#### WORK REQUIRED
What is the number of lines in the data that include the string "RawDocument"? Give it by itself.

#### SUPPLIED RECORDS
——————

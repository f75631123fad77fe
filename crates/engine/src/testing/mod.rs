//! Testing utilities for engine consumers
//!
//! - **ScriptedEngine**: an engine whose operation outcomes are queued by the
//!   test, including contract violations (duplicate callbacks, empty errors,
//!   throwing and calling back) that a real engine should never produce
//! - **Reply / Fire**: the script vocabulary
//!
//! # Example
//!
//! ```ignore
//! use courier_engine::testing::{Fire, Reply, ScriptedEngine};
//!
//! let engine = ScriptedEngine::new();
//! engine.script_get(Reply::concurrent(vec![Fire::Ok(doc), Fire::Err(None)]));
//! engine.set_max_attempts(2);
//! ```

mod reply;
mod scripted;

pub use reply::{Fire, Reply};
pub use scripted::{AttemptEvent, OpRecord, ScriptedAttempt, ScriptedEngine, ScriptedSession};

——————

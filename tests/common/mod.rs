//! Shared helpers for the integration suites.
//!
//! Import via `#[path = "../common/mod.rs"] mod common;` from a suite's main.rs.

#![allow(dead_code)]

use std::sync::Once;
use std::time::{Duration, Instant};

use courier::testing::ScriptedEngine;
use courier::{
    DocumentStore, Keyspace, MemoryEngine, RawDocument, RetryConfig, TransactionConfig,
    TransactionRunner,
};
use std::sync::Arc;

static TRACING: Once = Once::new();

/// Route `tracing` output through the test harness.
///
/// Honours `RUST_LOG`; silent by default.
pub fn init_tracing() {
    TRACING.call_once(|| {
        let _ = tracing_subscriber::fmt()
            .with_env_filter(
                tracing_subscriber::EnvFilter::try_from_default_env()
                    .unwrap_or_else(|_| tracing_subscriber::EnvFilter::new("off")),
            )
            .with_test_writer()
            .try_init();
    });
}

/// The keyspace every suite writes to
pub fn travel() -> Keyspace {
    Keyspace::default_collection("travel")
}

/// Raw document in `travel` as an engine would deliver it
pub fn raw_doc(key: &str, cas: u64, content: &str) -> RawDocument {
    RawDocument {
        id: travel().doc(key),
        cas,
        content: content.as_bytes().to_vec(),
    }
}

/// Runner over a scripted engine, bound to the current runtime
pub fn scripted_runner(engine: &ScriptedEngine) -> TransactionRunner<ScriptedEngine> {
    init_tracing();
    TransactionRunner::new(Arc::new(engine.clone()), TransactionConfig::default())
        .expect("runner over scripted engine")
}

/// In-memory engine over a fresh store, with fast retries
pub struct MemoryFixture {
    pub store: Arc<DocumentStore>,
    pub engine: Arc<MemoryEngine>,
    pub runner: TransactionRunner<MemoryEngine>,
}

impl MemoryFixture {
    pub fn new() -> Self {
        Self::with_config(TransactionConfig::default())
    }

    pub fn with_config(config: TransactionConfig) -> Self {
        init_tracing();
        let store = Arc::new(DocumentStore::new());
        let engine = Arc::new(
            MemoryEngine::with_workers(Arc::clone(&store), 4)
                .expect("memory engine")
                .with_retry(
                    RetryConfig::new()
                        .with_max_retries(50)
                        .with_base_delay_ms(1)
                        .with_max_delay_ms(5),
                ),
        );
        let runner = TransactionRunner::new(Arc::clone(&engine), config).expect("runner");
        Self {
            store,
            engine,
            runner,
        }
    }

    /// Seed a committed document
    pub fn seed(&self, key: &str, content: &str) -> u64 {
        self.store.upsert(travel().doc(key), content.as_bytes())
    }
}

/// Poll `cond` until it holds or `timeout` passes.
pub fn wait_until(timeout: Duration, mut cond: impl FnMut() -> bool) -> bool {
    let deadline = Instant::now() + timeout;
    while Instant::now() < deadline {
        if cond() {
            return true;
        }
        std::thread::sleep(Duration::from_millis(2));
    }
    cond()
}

——————

#### RESPONSE TO THIS EXERCISE
3